Because of the consistent findings from published trials (1822) demonstrating that the pharmacokinetic disposition of metoprolol is significantly altered among individuals with PM or IM phenotype compared with those with the EM or UM phenotype, we opted not to perform any pharmacokinetic study. The results from these studies were further substantiated in the recent meta-analysis conducted by Blacke et al (26) which included 13 studies with an overall number of 264 participants. In the meta-analysis, the IM and PM phenotypes had a 3–5 fold increase in all the pharmacokinetic parameters of metoprolol (AUC, Cmax, and terminal half-life) compared with the EM and UM phenotypes.

If the response to metoprolol is proportional to its plasma concentration, then the profound differences in drug exposure should translate into differences in either its clinical efficacy parameters or adverse effect rates depending on CYP2D6 phenotype. This is the rationale for the hypothesis that individuals with low or high CYP2D6 activity are predisposed to either undesired side effects or to therapeutic failure. Several clinical trials sought to further investigate this concept i.e. whether the interindividual differences in metoprolol plasma levels, driven primarily by polymorphisms in CYP2D6 gene, translate into a variability in drug response. However, the reported results were conflicting. While some studies showed that the variation in metoprolol response could be explained by polymorphisms in the CYP2D6 gene (2325), others did not. This might be attributed to the small sample size of the PM phenotype in the studies that did not find an association for any phenotype (1820).

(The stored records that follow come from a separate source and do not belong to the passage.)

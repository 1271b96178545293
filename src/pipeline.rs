use crate::error::Result;
use crate::export::{SpreadsheetExporter, default_filename};
use crate::menu::{QuerySelector, SelectedQuery};
use crate::normalize::Normalizer;
use crate::query::QueryExecutor;
use crate::Error;
use chrono::Local;
use std::path::PathBuf;

/// 1回のエクスポートの結果
#[derive(Debug, Clone, PartialEq, Eq)]
pub enum ExportOutcome {
    /// クエリは成功したが該当Issueがなかった（ファイルは作らない）
    NoIssues { total: u64 },
    Exported {
        path: PathBuf,
        exported: usize,
        total: u64,
    },
}

/// クエリ選択 → 検索 → 正規化 → 書き出し
pub struct ExportPipeline {
    executor: QueryExecutor,
    normalizer: Normalizer,
    exporter: SpreadsheetExporter,
    output: Option<PathBuf>,
}

impl ExportPipeline {
    pub fn new(executor: QueryExecutor, normalizer: Normalizer, exporter: SpreadsheetExporter) -> Self {
        Self {
            executor,
            normalizer,
            exporter,
            output: None,
        }
    }

    /// 出力ファイル名を固定する。指定がなければクエリ名と時刻から作る
    pub fn output(mut self, path: impl Into<PathBuf>) -> Self {
        self.output = Some(path.into());
        self
    }

    pub async fn run(&self, selector: &mut dyn QuerySelector) -> Result<ExportOutcome> {
        let query = selector.select_query()?;
        self.run_query(query).await
    }

    pub async fn run_query(&self, query: SelectedQuery) -> Result<ExportOutcome> {
        println!("\n🔍 Executing query: {}", query.jql);
        tracing::info!(name = %query.name, jql = %query.jql, "executing query");

        let result = self.executor.execute(&query.jql).await.ok_or(Error::QueryFailed)?;

        let total = result.total;
        let returned = result.issues.len();
        println!("📊 Found {} total issues, fetched {}", total, returned);

        if returned == 0 {
            tracing::info!("no issues matched the query");
            return Ok(ExportOutcome::NoIssues { total });
        }

        let rows = self.normalizer.normalize_all(&result.issues);

        let filename = self
            .output
            .clone()
            .unwrap_or_else(|| PathBuf::from(default_filename(Some(&query.name), Local::now())));
        let path = self.exporter.export(&rows, Some(filename.as_path()))?;

        Ok(ExportOutcome::Exported {
            path,
            exported: rows.len(),
            total,
        })
    }
}
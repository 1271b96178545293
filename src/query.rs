use crate::client::JiraClient;
use crate::models::{SearchParams, SearchResult};

/// 1回の検索に使う件数上限のデフォルト
pub const DEFAULT_MAX_RESULTS: u32 = 1000;

/// JQLを1回だけ実行し、結果または「結果なし」を返す
///
/// ページングもリトライも行わない。失敗はログに記録したうえで`None`になる。
#[derive(Debug, Clone)]
pub struct QueryExecutor {
    client: JiraClient,
    max_results: u32,
}

impl QueryExecutor {
    pub fn new(client: JiraClient) -> Self {
        Self {
            client,
            max_results: DEFAULT_MAX_RESULTS,
        }
    }

    pub fn max_results(mut self, max_results: u32) -> Self {
        self.max_results = max_results;
        self
    }

    pub async fn execute(&self, jql: &str) -> Option<SearchResult> {
        let params = SearchParams::for_export(self.max_results);

        match self.client.search_issues(jql, params).await {
            Ok(result) => {
                tracing::info!(
                    total = result.total,
                    returned = result.issues.len(),
                    "search completed"
                );
                Some(result)
            }
            Err(e) => {
                tracing::error!("Error fetching JIRA issues: {}", e);
                None
            }
        }
    }
}
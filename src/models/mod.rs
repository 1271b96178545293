pub mod component;
pub mod issue;
pub mod issue_type;
pub mod priority;
pub mod search;
pub mod status;
pub mod user;

pub use component::*;
pub use issue::*;
pub use issue_type::*;
pub use priority::*;
pub use search::*;
pub use status::*;
pub use user::*;

use serde::de::{DeserializeOwned, Deserializer};
use serde::Deserialize;
use serde_json::Value;

/// 形が合わないサブフィールドを「未設定」として扱うデシリアライザ
///
/// JIRAのレスポンスはIssueごとに形が異なることがあるため、
/// 1つのフィールドの不整合でレスポンス全体を失敗させない。
pub(crate) fn lenient<'de, D, T>(deserializer: D) -> Result<Option<T>, D::Error>
where
    D: Deserializer<'de>,
    T: DeserializeOwned,
{
    let value = Value::deserialize(deserializer)?;
    if value.is_null() {
        return Ok(None);
    }
    Ok(serde_json::from_value(value).ok())
}

/// JSONオブジェクトだけを受け付ける`lenient`
///
/// serdeの構造体デシリアライザは配列を位置順に受け付けてしまうため、
/// ユーザーやステータスなどのオブジェクト型フィールドはこちらを使う。
pub(crate) fn lenient_object<'de, D, T>(deserializer: D) -> Result<Option<T>, D::Error>
where
    D: Deserializer<'de>,
    T: DeserializeOwned,
{
    let value = Value::deserialize(deserializer)?;
    Ok(object_of(value))
}

/// 配列の要素ごとに文字列だけを残す。配列でなければ`None`
pub(crate) fn lenient_strings<'de, D>(deserializer: D) -> Result<Option<Vec<String>>, D::Error>
where
    D: Deserializer<'de>,
{
    Ok(elements(Value::deserialize(deserializer)?, |value| match value {
        Value::String(s) => Some(s),
        _ => None,
    }))
}

/// 配列の要素ごとにオブジェクトだけを`T`として残す。配列でなければ`None`
pub(crate) fn lenient_objects<'de, D, T>(deserializer: D) -> Result<Option<Vec<T>>, D::Error>
where
    D: Deserializer<'de>,
    T: DeserializeOwned,
{
    Ok(elements(Value::deserialize(deserializer)?, object_of))
}

fn object_of<T: DeserializeOwned>(value: Value) -> Option<T> {
    if !value.is_object() {
        return None;
    }
    serde_json::from_value(value).ok()
}

fn elements<T>(value: Value, keep: impl FnMut(Value) -> Option<T>) -> Option<Vec<T>> {
    match value {
        Value::Array(items) => Some(items.into_iter().filter_map(keep).collect()),
        _ => None,
    }
}

/// `lenient`と同じだが、失敗時は`Default`を返す
pub(crate) fn lenient_or_default<'de, D, T>(deserializer: D) -> Result<T, D::Error>
where
    D: Deserializer<'de>,
    T: DeserializeOwned + Default,
{
    Ok(lenient(deserializer)?.unwrap_or_default())
}
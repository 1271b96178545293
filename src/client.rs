use crate::error::Result;
use base64::Engine;
use reqwest::{Client, header};
use std::sync::Arc;
use std::time::Duration;
use url::Url;

pub const SEARCH_ENDPOINT: &str = "/rest/api/3/search";
pub const DEFAULT_TIMEOUT: Duration = Duration::from_secs(30);

#[derive(Clone)]
pub enum Auth {
    Basic { username: String, api_token: String },
}

impl std::fmt::Debug for Auth {
    fn fmt(&self, f: &mut std::fmt::Formatter<'_>) -> std::fmt::Result {
        match self {
            Auth::Basic { username, .. } => f
                .debug_struct("Basic")
                .field("username", username)
                .field("api_token", &"<redacted>")
                .finish(),
        }
    }
}

#[derive(Debug, Clone)]
pub struct JiraConfig {
    pub base_url: String,
    pub auth: Auth,
    pub timeout: Duration,
}

impl JiraConfig {
    pub fn new(base_url: impl Into<String>, auth: Auth) -> Result<Self> {
        let base_url = base_url.into();

        // Validate URL
        let _ = Url::parse(&base_url)
            .map_err(|_| crate::error::Error::InvalidConfiguration("Invalid base URL".to_string()))?;

        Ok(Self {
            base_url: base_url.trim_end_matches('/').to_string(),
            auth,
            timeout: DEFAULT_TIMEOUT,
        })
    }

    pub fn with_timeout(mut self, timeout: Duration) -> Self {
        self.timeout = timeout;
        self
    }
}

#[derive(Debug, Clone)]
pub struct JiraClient {
    pub(crate) client: Client,
    pub(crate) config: Arc<JiraConfig>,
}

impl JiraClient {
    pub fn new(config: JiraConfig) -> Result<Self> {
        let mut headers = header::HeaderMap::new();
        headers.insert(
            header::CONTENT_TYPE,
            header::HeaderValue::from_static("application/json"),
        );
        headers.insert(
            header::ACCEPT,
            header::HeaderValue::from_static("application/json"),
        );

        // 認証ヘッダーを追加
        match &config.auth {
            Auth::Basic { username, api_token } => {
                let auth_value = format!("{}:{}", username, api_token);
                let encoded = base64::engine::general_purpose::STANDARD.encode(auth_value.as_bytes());
                let mut value = header::HeaderValue::from_str(&format!("Basic {}", encoded))
                    .map_err(|_| crate::error::Error::InvalidConfiguration("Invalid auth header".to_string()))?;
                value.set_sensitive(true);
                headers.insert(header::AUTHORIZATION, value);
            }
        }

        let client = Client::builder()
            .default_headers(headers)
            .timeout(config.timeout)
            .build()
            .map_err(|e| crate::error::Error::Unexpected(format!("Failed to build HTTP client: {}", e)))?;

        Ok(Self {
            client,
            config: Arc::new(config),
        })
    }

    pub fn config(&self) -> &JiraConfig {
        &self.config
    }

    pub(crate) async fn post<T, B>(&self, endpoint: &str, body: &B) -> Result<T>
    where
        T: serde::de::DeserializeOwned,
        B: serde::Serialize,
    {
        let url = format!("{}{}", self.config.base_url, endpoint);
        tracing::debug!(%url, "POST");

        let response = self.client
            .post(&url)
            .json(body)
            .send()
            .await?;

        if !response.status().is_success() {
            let status = response.status().as_u16();
            let message = response.text().await.unwrap_or_else(|_| "Unknown error".to_string());
            return Err(crate::error::Error::ApiError { status, message });
        }

        let data = response.json::<T>().await?;
        Ok(data)
    }

    pub async fn search_issues(&self, jql: &str, params: crate::models::SearchParams) -> Result<crate::models::SearchResult> {
        let mut body = serde_json::json!({
            "jql": jql
        });

        // SearchParamsの値をリクエストボディにマージ
        if let Some(max_results) = params.max_results {
            body["maxResults"] = max_results.into();
        }
        if let Some(fields) = params.fields {
            body["fields"] = fields.into();
        }

        self.post(SEARCH_ENDPOINT, &body).await
    }
}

Given this controversy, we conducted this clinical trial to determine whether CYP2D6 polymorphisms are responsible for the variation in metoprolol response. Hence, it is important to highlight the strengths of our study. Its prospective design enabled us to assess the recorded home and office HR and BP measurements as well as adverse effect rates throughout the trial period, and most importantly during the metoprolol dose titration phase, so that we can accurately examine the relationship between CYP2D6 polymorphisms and the variation in clinical efficacy and adverse effect responses to metoprolol.

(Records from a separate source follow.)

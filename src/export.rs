use crate::error::Result;
use crate::normalize::{COLUMN_TITLES, MAX_CELL_CHARS, NormalizedRow, truncate_chars};
use chrono::{DateTime, Local};
use rust_xlsxwriter::{Format, Workbook, Worksheet};
use std::collections::HashSet;
use std::fs;
use std::path::{Path, PathBuf};

pub const DATA_SHEET: &str = "JIRA Issues";
pub const SUMMARY_SHEET: &str = "Summary";
pub const FILENAME_PREFIX: &str = "jira_export";

/// 列幅 = 最長セルの文字数 + 余白（上限あり）
pub const COLUMN_PADDING: usize = 2;
pub const MAX_COLUMN_WIDTH: usize = 50;

const FILENAME_TIMESTAMP: &str = "%Y%m%d_%H%M%S";
const EXPORT_DATE_FORMAT: &str = "%Y-%m-%d %H:%M:%S";

#[derive(Debug, Clone, PartialEq)]
pub enum MetricValue {
    Count(usize),
    Text(String),
}

/// サマリーシートに書く集計値
#[derive(Debug, Clone, PartialEq, Eq)]
pub struct ExportSummary {
    pub total_issues: usize,
    pub export_date: String,
    pub project: String,
    pub unique_assignees: usize,
    pub unique_statuses: usize,
}

impl ExportSummary {
    pub fn from_rows(rows: &[NormalizedRow], project: &str, now: DateTime<Local>) -> Self {
        let assignees: HashSet<&str> = rows.iter().map(|r| r.assignee.as_str()).collect();
        let statuses: HashSet<&str> = rows.iter().map(|r| r.status.as_str()).collect();

        Self {
            total_issues: rows.len(),
            export_date: now.format(EXPORT_DATE_FORMAT).to_string(),
            project: project.to_string(),
            unique_assignees: assignees.len(),
            unique_statuses: statuses.len(),
        }
    }

    pub fn metrics(&self) -> [(&'static str, MetricValue); 5] {
        [
            ("Total Issues", MetricValue::Count(self.total_issues)),
            ("Export Date", MetricValue::Text(self.export_date.clone())),
            ("Project", MetricValue::Text(self.project.clone())),
            ("Unique Assignees", MetricValue::Count(self.unique_assignees)),
            ("Unique Statuses", MetricValue::Count(self.unique_statuses)),
        ]
    }
}

/// データシートの列幅（見出しを含む）
pub fn column_widths(rows: &[NormalizedRow]) -> [usize; 13] {
    let mut widths = COLUMN_TITLES.map(|title| title.chars().count());

    for row in rows {
        for (width, cell) in widths.iter_mut().zip(row.cells()) {
            *width = (*width).max(cell.chars().count());
        }
    }

    widths.map(|w| (w + COLUMN_PADDING).min(MAX_COLUMN_WIDTH))
}

/// `jira_export[_label]_YYYYMMDD_HHMMSS.xlsx`
pub fn default_filename(label: Option<&str>, now: DateTime<Local>) -> String {
    let timestamp = now.format(FILENAME_TIMESTAMP);
    match label.map(slug).filter(|s| !s.is_empty()) {
        Some(label) => format!("{}_{}_{}.xlsx", FILENAME_PREFIX, label, timestamp),
        None => format!("{}_{}.xlsx", FILENAME_PREFIX, timestamp),
    }
}

fn slug(label: &str) -> String {
    label
        .trim()
        .to_lowercase()
        .chars()
        .map(|c| if c.is_alphanumeric() { c } else { '_' })
        .collect()
}

/// 正規化済みの行をデータシートとサマリーシートの2枚構成のXLSXに書き出す
#[derive(Debug, Clone)]
pub struct SpreadsheetExporter {
    project_key: String,
    output_dir: Option<PathBuf>,
}

impl SpreadsheetExporter {
    pub fn new(project_key: impl Into<String>) -> Self {
        Self {
            project_key: project_key.into(),
            output_dir: None,
        }
    }

    pub fn output_dir(mut self, dir: impl Into<PathBuf>) -> Self {
        self.output_dir = Some(dir.into());
        self
    }

    pub fn export(&self, rows: &[NormalizedRow], filename: Option<&Path>) -> Result<PathBuf> {
        self.export_at(rows, filename, Local::now())
    }

    pub fn export_at(
        &self,
        rows: &[NormalizedRow],
        filename: Option<&Path>,
        now: DateTime<Local>,
    ) -> Result<PathBuf> {
        let filename = match filename {
            Some(name) => name.to_path_buf(),
            None => PathBuf::from(default_filename(None, now)),
        };
        let path = match &self.output_dir {
            Some(dir) => dir.join(filename),
            None => filename,
        };

        let summary = ExportSummary::from_rows(rows, &self.project_key, now);
        let bytes = render_workbook(rows, &summary)?;
        write_file(&path, &bytes)?;

        tracing::info!(path = %path.display(), rows = rows.len(), "spreadsheet written");
        Ok(path)
    }
}

fn render_workbook(rows: &[NormalizedRow], summary: &ExportSummary) -> Result<Vec<u8>> {
    let header = Format::new().set_bold();

    let mut workbook = Workbook::new();
    workbook.push_worksheet(data_sheet(rows, &header)?);
    workbook.push_worksheet(summary_sheet(summary, &header)?);

    Ok(workbook.save_to_buffer()?)
}

fn data_sheet(rows: &[NormalizedRow], header: &Format) -> Result<Worksheet> {
    let mut sheet = Worksheet::new();
    sheet.set_name(DATA_SHEET)?;

    for (col, title) in COLUMN_TITLES.iter().enumerate() {
        sheet.write_string_with_format(0, col as u16, *title, header)?;
    }
    for (index, row) in rows.iter().enumerate() {
        let excel_row = (index + 1) as u32;
        for (col, cell) in row.cells().iter().enumerate() {
            sheet.write_string(excel_row, col as u16, truncate_chars(cell, MAX_CELL_CHARS))?;
        }
    }
    for (col, width) in column_widths(rows).iter().enumerate() {
        sheet.set_column_width(col as u16, *width as f64)?;
    }
    sheet.set_freeze_panes(1, 0)?;

    Ok(sheet)
}

fn summary_sheet(summary: &ExportSummary, header: &Format) -> Result<Worksheet> {
    let mut sheet = Worksheet::new();
    sheet.set_name(SUMMARY_SHEET)?;

    sheet.write_string_with_format(0, 0, "Metric", header)?;
    sheet.write_string_with_format(0, 1, "Value", header)?;

    for (index, (name, value)) in summary.metrics().iter().enumerate() {
        let row = (index + 1) as u32;
        sheet.write_string(row, 0, *name)?;
        match value {
            MetricValue::Count(n) => sheet.write_number(row, 1, *n as f64)?,
            MetricValue::Text(text) => sheet.write_string(row, 1, text)?,
        };
    }

    Ok(sheet)
}

/// 一時ファイルに書いてからリネームする。失敗時に書きかけのファイルを残さない
fn write_file(path: &Path, bytes: &[u8]) -> Result<()> {
    let mut part = path.as_os_str().to_owned();
    part.push(".part");
    let part = PathBuf::from(part);

    let result = fs::write(&part, bytes).and_then(|_| fs::rename(&part, path));
    if let Err(e) = result {
        let _ = fs::remove_file(&part);
        return Err(e.into());
    }
    Ok(())
}

#[cfg(test)]
mod tests {
    use super::*;
    use crate::models::Issue;
    use crate::normalize::Normalizer;
    use chrono::TimeZone;
    use tempfile::TempDir;

    fn fixed_now() -> DateTime<Local> {
        Local.with_ymd_and_hms(2024, 1, 5, 10, 30, 15).unwrap()
    }

    fn row(assignee: &str, status: &str) -> NormalizedRow {
        let mut row = Normalizer::default().normalize(&Issue::default());
        row.assignee = assignee.to_string();
        row.status = status.to_string();
        row
    }

    #[test]
    fn test_summary_counts_distinct_values() {
        // Given: 担当者が同じ2行
        let rows = vec![row("Alice", "Open"), row("Alice", "Done")];

        // When: サマリーを計算
        let summary = ExportSummary::from_rows(&rows, "PROJ", fixed_now());

        // Then: 担当者のユニーク数は1
        assert_eq!(summary.total_issues, 2);
        assert_eq!(summary.unique_assignees, 1);
        assert_eq!(summary.unique_statuses, 2);
        assert_eq!(summary.project, "PROJ");
        assert_eq!(summary.export_date, "2024-01-05 10:30:15");
    }

    #[test]
    fn test_summary_of_empty_rows() {
        let summary = ExportSummary::from_rows(&[], "PROJ", fixed_now());

        assert_eq!(summary.total_issues, 0);
        assert_eq!(summary.unique_assignees, 0);
        assert_eq!(summary.unique_statuses, 0);
    }

    #[test]
    fn test_summary_metrics_order() {
        let summary = ExportSummary::from_rows(&[row("Bob", "Open")], "PROJ", fixed_now());

        let names: Vec<&str> = summary.metrics().iter().map(|(name, _)| *name).collect();

        assert_eq!(
            names,
            vec!["Total Issues", "Export Date", "Project", "Unique Assignees", "Unique Statuses"]
        );
        assert_eq!(summary.metrics()[0].1, MetricValue::Count(1));
        assert_eq!(summary.metrics()[2].1, MetricValue::Text("PROJ".to_string()));
    }

    #[test]
    fn test_column_widths_are_capped() {
        // Given: 200文字を超えるセル
        let mut long = row("Alice", "Open");
        long.summary = "s".repeat(250);

        // When: 列幅を計算
        let widths = column_widths(&[long]);

        // Then: 上限を超えない
        assert!(widths.iter().all(|w| *w <= MAX_COLUMN_WIDTH));
        assert_eq!(widths[1], MAX_COLUMN_WIDTH);
    }

    #[test]
    fn test_column_widths_include_header_and_padding() {
        let widths = column_widths(&[row("Al", "Open")]);

        // "Key"(3) と "Assignee"(8) は見出しの方が長い
        assert_eq!(widths[0], 3 + COLUMN_PADDING);
        assert_eq!(widths[3], 8 + COLUMN_PADDING);
        assert_eq!(widths[8], "Labels".len() + COLUMN_PADDING);
    }

    #[test]
    fn test_default_filename() {
        assert_eq!(default_filename(None, fixed_now()), "jira_export_20240105_103015.xlsx");
        assert_eq!(
            default_filename(Some("All Open Issues"), fixed_now()),
            "jira_export_all_open_issues_20240105_103015.xlsx"
        );
        assert_eq!(default_filename(Some("  "), fixed_now()), "jira_export_20240105_103015.xlsx");
    }

    #[test]
    fn test_export_writes_file_with_synthesized_name() {
        // Given: 出力先ディレクトリ
        let temp_dir = TempDir::new().unwrap();
        let exporter = SpreadsheetExporter::new("PROJ").output_dir(temp_dir.path());

        // When: ファイル名なしでエクスポート
        let path = exporter
            .export_at(&[row("Alice", "Open")], None, fixed_now())
            .unwrap();

        // Then: 合成されたファイル名で書き出され、一時ファイルは残らない
        assert_eq!(path, temp_dir.path().join("jira_export_20240105_103015.xlsx"));
        assert!(path.exists());
        assert!(fs::metadata(&path).unwrap().len() > 0);
        let leftovers: Vec<_> = fs::read_dir(temp_dir.path())
            .unwrap()
            .filter_map(|e| e.ok())
            .filter(|e| e.file_name().to_string_lossy().ends_with(".part"))
            .collect();
        assert!(leftovers.is_empty());
    }

    #[test]
    fn test_export_with_explicit_filename() {
        let temp_dir = TempDir::new().unwrap();
        let target = temp_dir.path().join("issues.xlsx");

        let path = SpreadsheetExporter::new("PROJ")
            .export(&[row("Alice", "Open")], Some(target.as_path()))
            .unwrap();

        assert_eq!(path, target);
        assert!(target.exists());
    }

    #[test]
    fn test_export_failure_leaves_no_file() {
        // Given: 存在しないディレクトリ
        let temp_dir = TempDir::new().unwrap();
        let missing = temp_dir.path().join("missing");
        let exporter = SpreadsheetExporter::new("PROJ").output_dir(&missing);

        // When: エクスポート
        let result = exporter.export_at(&[row("Alice", "Open")], None, fixed_now());

        // Then: IOエラーになり、何も作られない
        assert!(matches!(result, Err(crate::Error::IoError(_))));
        assert!(!missing.exists());
    }
}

We genotyped the CYP2D6 gene for the most studied variants as recommended by the CPIC guidelines (28) mainly because of the highly polymorphic nature that the gene exhibits, and the differences in the frequencies of the alleles among different ethnic groups. Given the diverse ethnic background of our study participants, it was of paramount importance that our genotyping methods targeted all the variant alleles. Because CYP2D6 polymorphisms result from whole gene duplication or deletion in addition to single nucleotide substitution, we performed Taqman® copy number assay to estimate the number of CYP2D6 gene copies carried in each sample. We also utilized the novel Pyrosequencing-based assay for allele quantification, recently described by Langaee et al (28) to define the duplicated/multiplied allele in samples with problematic genotypes due to copy number variations. As a consequence, our genotyping approach is very comprehensive compared to some studies in the literature, which studied only the *4 loss of function allele. Additionally, our study is unique in terms of utilizing the activity score method endorsed by the CPIC guidelines to infer CYP2D6 phenotype from the genotype and copy number variation information. Hence the CYP2D6 phenotypes of our study participants comprised the CYP2D6 activity spectrum, and not just the PM and EM phenotypes (24, 25). Subsequently, our findings provide more complete data on the influence of CYP2D6 polymorphisms on response to metoprolol. As suggested by our results, CYP2D6 polymorphisms impacted HR response, but not DBP or SBP responses to metoprolol. Of note, our sample size was large enough to detect the difference in DBP response (−4 mm Hg) between CYP2D6 phenotypes as reported by some studies (24), indicating clinically meaningful differences in BP response by CYP2D6 genotype do not exist.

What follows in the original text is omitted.